The extent of genetic diversity and the genetic relationships among 94 coconut varieties/populations (51 Talls and 43 Dwarfs) representing the entire geographic range of cultivation/distribution of the coconut was assessed using 12 pairs of coconut microsatellite primers. A high level of genetic diversity was observed in the collection with the mean gene diversity of 0.647+/-0.139, with that of the mean gene diversity of Talls 0.703+/-0.125 and 0.374+/-0.204 of Dwarfs. A phenetic tree based on DAD genetic distances clustered all the 94 varieties/ populations into two main groups, with one group composed of all the Talls from southeast Asia, the Pacific, west coast of Panama, and all Dwarfs and the other of all Talls from south Asia, Africa, and the Indian Ocean coast of Thailand.

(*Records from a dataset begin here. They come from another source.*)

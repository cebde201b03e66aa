// Configuration store
//
// Named, typed settings with compile-time defaults and TOML persistence.
// Values live for the whole process; they are mutated only by controller
// write-back and by external reloads. Malformed or missing persisted
// values silently degrade to their defaults; reading never fails.

use std::collections::BTreeMap;
use std::fs;
use std::io;
use std::path::PathBuf;

/// A current setting value.
#[derive(Debug, Clone, PartialEq)]
pub enum SettingValue {
    Str(String),
    Float(f64),
    Uint(u32),
    Bool(bool),
}

/// A compile-time default for a setting.
#[derive(Debug, Clone, Copy)]
pub enum SettingDefault {
    Str(&'static str),
    Float(f64),
    Uint(u32),
    Bool(bool),
}

impl SettingDefault {
    fn to_value(self) -> SettingValue {
        match self {
            SettingDefault::Str(v) => SettingValue::Str(v.to_string()),
            SettingDefault::Float(v) => SettingValue::Float(v),
            SettingDefault::Uint(v) => SettingValue::Uint(v),
            SettingDefault::Bool(v) => SettingValue::Bool(v),
        }
    }
}

/// Registration record for one setting.
#[derive(Debug, Clone, Copy)]
pub struct SettingDescriptor {
    pub key: &'static str,
    pub default: SettingDefault,
}

/// Process-wide persisted settings.
pub struct ConfigStore {
    path: Option<PathBuf>,
    descriptors: &'static [SettingDescriptor],
    values: BTreeMap<&'static str, SettingValue>,
    write_count: u64,
}

impl ConfigStore {
    /// Create an in-memory store with every value at its default.
    pub fn new(descriptors: &'static [SettingDescriptor]) -> Self {
        let values = descriptors
            .iter()
            .map(|descriptor| (descriptor.key, descriptor.default.to_value()))
            .collect();
        Self {
            path: None,
            descriptors,
            values,
            write_count: 0,
        }
    }

    /// Load a store from `path`, or create one with defaults.
    ///
    /// If the file doesn't exist or can't be parsed, a default store is
    /// created and saved to the file.
    pub fn load_or_default(path: impl Into<PathBuf>, descriptors: &'static [SettingDescriptor]) -> Self {
        let path = path.into();
        Self::load(path.clone(), descriptors).unwrap_or_else(|_| {
            let mut store = Self::new(descriptors);
            store.path = Some(path);
            // Try to save the default config, but don't fail if we can't
            let _ = store.save();
            store
        })
    }

    /// Load a store from `path`.
    pub fn load(path: impl Into<PathBuf>, descriptors: &'static [SettingDescriptor]) -> Result<Self, io::Error> {
        let path = path.into();
        let contents = fs::read_to_string(&path)?;
        let table: toml::Table =
            toml::from_str(&contents).map_err(|e| io::Error::new(io::ErrorKind::InvalidData, e))?;
        let mut store = Self::new(descriptors);
        store.path = Some(path);
        store.overlay(&table);
        Ok(store)
    }

    /// Save all current values to the store's file.
    ///
    /// A store with no backing file saves nothing.
    pub fn save(&self) -> Result<(), io::Error> {
        let Some(path) = &self.path else {
            return Ok(());
        };
        let mut table = toml::Table::new();
        for (key, value) in &self.values {
            let entry = match value {
                SettingValue::Str(v) => toml::Value::String(v.clone()),
                SettingValue::Float(v) => toml::Value::Float(*v),
                SettingValue::Uint(v) => toml::Value::Integer(*v as i64),
                SettingValue::Bool(v) => toml::Value::Boolean(*v),
            };
            table.insert(key.to_string(), entry);
        }
        let contents = toml::to_string_pretty(&table)
            .map_err(|e| io::Error::new(io::ErrorKind::InvalidData, e))?;
        fs::write(path, contents)
    }

    /// Re-read the backing file over pristine defaults.
    ///
    /// Keys removed from the file revert to their defaults. Called by the
    /// external reload subsystem; the shell reconciles afterwards.
    pub fn reload(&mut self) -> Result<(), io::Error> {
        let Some(path) = self.path.clone() else {
            return Ok(());
        };
        let contents = fs::read_to_string(&path)?;
        let table: toml::Table =
            toml::from_str(&contents).map_err(|e| io::Error::new(io::ErrorKind::InvalidData, e))?;
        self.values = self
            .descriptors
            .iter()
            .map(|descriptor| (descriptor.key, descriptor.default.to_value()))
            .collect();
        self.overlay(&table);
        Ok(())
    }

    /// Apply file contents over current values. Unknown keys and
    /// type-mismatched values are ignored.
    fn overlay(&mut self, table: &toml::Table) {
        for descriptor in self.descriptors {
            let Some(value) = table.get(descriptor.key) else {
                continue;
            };
            let parsed = match (descriptor.default, value) {
                (SettingDefault::Str(_), toml::Value::String(v)) => {
                    Some(SettingValue::Str(v.clone()))
                }
                (SettingDefault::Float(_), toml::Value::Float(v)) => Some(SettingValue::Float(*v)),
                (SettingDefault::Float(_), toml::Value::Integer(v)) => {
                    Some(SettingValue::Float(*v as f64))
                }
                (SettingDefault::Uint(_), toml::Value::Integer(v)) if *v >= 0 => {
                    Some(SettingValue::Uint(*v as u32))
                }
                (SettingDefault::Bool(_), toml::Value::Boolean(v)) => Some(SettingValue::Bool(*v)),
                _ => None,
            };
            match parsed {
                Some(parsed) => {
                    self.values.insert(descriptor.key, parsed);
                }
                None => {
                    tracing::debug!(key = descriptor.key, "ignoring malformed config value");
                }
            }
        }
    }

    fn descriptor(&self, key: &str) -> Option<&SettingDescriptor> {
        self.descriptors
            .iter()
            .find(|descriptor| descriptor.key == key)
    }

    /// String value of `key`, or its default on mismatch.
    pub fn str_value(&self, key: &str) -> &str {
        if let Some(SettingValue::Str(v)) = self.values.get(key) {
            return v;
        }
        match self.descriptor(key).map(|d| d.default) {
            Some(SettingDefault::Str(v)) => v,
            _ => "",
        }
    }

    /// Float value of `key`, or its default on mismatch.
    pub fn float_value(&self, key: &str) -> f64 {
        if let Some(SettingValue::Float(v)) = self.values.get(key) {
            return *v;
        }
        match self.descriptor(key).map(|d| d.default) {
            Some(SettingDefault::Float(v)) => v,
            _ => 0.0,
        }
    }

    /// Unsigned value of `key`, or its default on mismatch.
    pub fn uint_value(&self, key: &str) -> u32 {
        if let Some(SettingValue::Uint(v)) = self.values.get(key) {
            return *v;
        }
        match self.descriptor(key).map(|d| d.default) {
            Some(SettingDefault::Uint(v)) => v,
            _ => 0,
        }
    }

    /// Bool value of `key`, or its default on mismatch.
    pub fn bool_value(&self, key: &str) -> bool {
        if let Some(SettingValue::Bool(v)) = self.values.get(key) {
            return *v;
        }
        match self.descriptor(key).map(|d| d.default) {
            Some(SettingDefault::Bool(v)) => v,
            _ => false,
        }
    }

    /// Write a string value. Unregistered keys are ignored.
    pub fn set_str(&mut self, key: &str, value: &str) {
        self.set(key, SettingValue::Str(value.to_string()));
    }

    pub fn set_float(&mut self, key: &str, value: f64) {
        self.set(key, SettingValue::Float(value));
    }

    pub fn set_uint(&mut self, key: &str, value: u32) {
        self.set(key, SettingValue::Uint(value));
    }

    pub fn set_bool(&mut self, key: &str, value: bool) {
        self.set(key, SettingValue::Bool(value));
    }

    fn set(&mut self, key: &str, value: SettingValue) {
        match self.descriptor(key) {
            Some(descriptor) => {
                self.values.insert(descriptor.key, value);
                self.write_count += 1;
            }
            None => tracing::warn!(key, "write to unregistered setting ignored"),
        }
    }

    /// Number of write-backs accepted since creation.
    pub fn write_count(&self) -> u64 {
        self.write_count
    }
}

The allele distribution of Dwarfs highlighted a unique position of Dwarf palms from the Philippines exhibiting as much variation as that in the Tall group. The grouping of all Dwarfs representing the entire geographic distribution of the crop with Talls from southeast Asia and the Pacific and the allele distribution between the Tall and Dwarf suggest that the Dwarfs originated from the Tall forms and that too from the Talls of southeast Asia and the Pacific. Talls from Pacific Islands recorded the highest level of genetic diversity (0.6+/-0.26) with the highest number of alleles (51) among all the regions.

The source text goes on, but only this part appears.